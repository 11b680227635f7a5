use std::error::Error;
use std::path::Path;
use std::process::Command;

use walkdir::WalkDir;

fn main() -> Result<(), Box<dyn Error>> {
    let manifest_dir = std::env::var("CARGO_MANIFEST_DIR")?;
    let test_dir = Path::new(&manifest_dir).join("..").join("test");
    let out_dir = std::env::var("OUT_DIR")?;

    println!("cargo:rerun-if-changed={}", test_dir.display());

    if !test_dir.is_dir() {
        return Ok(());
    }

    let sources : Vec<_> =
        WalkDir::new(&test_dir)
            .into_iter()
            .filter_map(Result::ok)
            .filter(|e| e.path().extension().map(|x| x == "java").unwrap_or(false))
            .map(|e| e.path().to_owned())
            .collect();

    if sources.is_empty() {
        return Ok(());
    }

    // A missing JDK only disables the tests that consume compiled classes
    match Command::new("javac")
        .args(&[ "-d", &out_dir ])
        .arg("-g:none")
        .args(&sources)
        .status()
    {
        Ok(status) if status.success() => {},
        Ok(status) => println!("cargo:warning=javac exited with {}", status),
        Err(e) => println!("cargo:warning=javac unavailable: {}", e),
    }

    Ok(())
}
==
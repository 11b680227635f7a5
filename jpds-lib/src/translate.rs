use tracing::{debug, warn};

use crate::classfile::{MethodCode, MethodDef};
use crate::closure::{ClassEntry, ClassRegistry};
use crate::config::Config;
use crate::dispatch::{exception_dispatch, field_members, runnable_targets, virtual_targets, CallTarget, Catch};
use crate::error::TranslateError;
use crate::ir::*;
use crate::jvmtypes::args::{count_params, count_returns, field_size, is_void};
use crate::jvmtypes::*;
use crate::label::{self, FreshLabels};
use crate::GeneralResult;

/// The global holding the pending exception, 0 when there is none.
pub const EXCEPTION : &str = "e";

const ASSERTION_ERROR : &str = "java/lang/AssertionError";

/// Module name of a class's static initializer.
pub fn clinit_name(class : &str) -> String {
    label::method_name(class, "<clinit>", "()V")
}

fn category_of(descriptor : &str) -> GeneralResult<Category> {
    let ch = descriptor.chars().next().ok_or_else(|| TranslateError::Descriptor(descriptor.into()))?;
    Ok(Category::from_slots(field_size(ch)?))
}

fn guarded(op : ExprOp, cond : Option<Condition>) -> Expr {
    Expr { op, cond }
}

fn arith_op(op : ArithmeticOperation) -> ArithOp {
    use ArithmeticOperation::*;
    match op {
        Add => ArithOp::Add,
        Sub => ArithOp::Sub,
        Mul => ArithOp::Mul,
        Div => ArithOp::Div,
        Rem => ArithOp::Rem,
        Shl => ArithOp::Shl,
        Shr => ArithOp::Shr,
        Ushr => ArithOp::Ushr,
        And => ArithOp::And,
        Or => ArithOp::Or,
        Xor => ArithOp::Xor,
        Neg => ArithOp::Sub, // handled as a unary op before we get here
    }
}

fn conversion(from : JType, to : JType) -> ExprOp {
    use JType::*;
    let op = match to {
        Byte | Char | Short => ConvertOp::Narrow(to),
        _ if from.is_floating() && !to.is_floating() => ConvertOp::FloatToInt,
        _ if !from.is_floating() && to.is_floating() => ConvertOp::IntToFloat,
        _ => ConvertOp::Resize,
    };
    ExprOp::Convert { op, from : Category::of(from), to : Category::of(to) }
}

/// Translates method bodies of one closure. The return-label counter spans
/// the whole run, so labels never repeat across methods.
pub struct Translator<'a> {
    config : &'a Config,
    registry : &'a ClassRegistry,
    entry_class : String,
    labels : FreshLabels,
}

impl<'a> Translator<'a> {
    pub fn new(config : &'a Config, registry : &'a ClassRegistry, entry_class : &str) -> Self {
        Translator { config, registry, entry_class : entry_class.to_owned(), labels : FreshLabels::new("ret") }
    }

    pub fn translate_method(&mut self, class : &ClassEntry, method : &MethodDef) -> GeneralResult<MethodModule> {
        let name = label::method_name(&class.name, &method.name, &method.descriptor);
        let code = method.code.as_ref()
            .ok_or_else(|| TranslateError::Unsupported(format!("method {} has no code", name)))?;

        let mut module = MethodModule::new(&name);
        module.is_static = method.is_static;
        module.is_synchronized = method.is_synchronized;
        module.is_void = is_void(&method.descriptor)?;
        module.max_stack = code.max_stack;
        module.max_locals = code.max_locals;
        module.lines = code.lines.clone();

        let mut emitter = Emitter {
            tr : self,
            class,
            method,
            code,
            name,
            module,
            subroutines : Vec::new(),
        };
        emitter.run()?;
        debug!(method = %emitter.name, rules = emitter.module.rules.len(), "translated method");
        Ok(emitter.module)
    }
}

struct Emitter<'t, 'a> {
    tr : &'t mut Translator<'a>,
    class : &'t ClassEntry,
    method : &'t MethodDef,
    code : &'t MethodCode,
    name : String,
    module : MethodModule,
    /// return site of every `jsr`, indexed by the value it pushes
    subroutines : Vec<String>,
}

> [Your assignment]:
Gather each line in the data that holds the string "const".

> [Answer to the problem]:
pub const EXCEPTION : &str = "e";
const ASSERTION_ERROR : &str = "java/lang/AssertionError";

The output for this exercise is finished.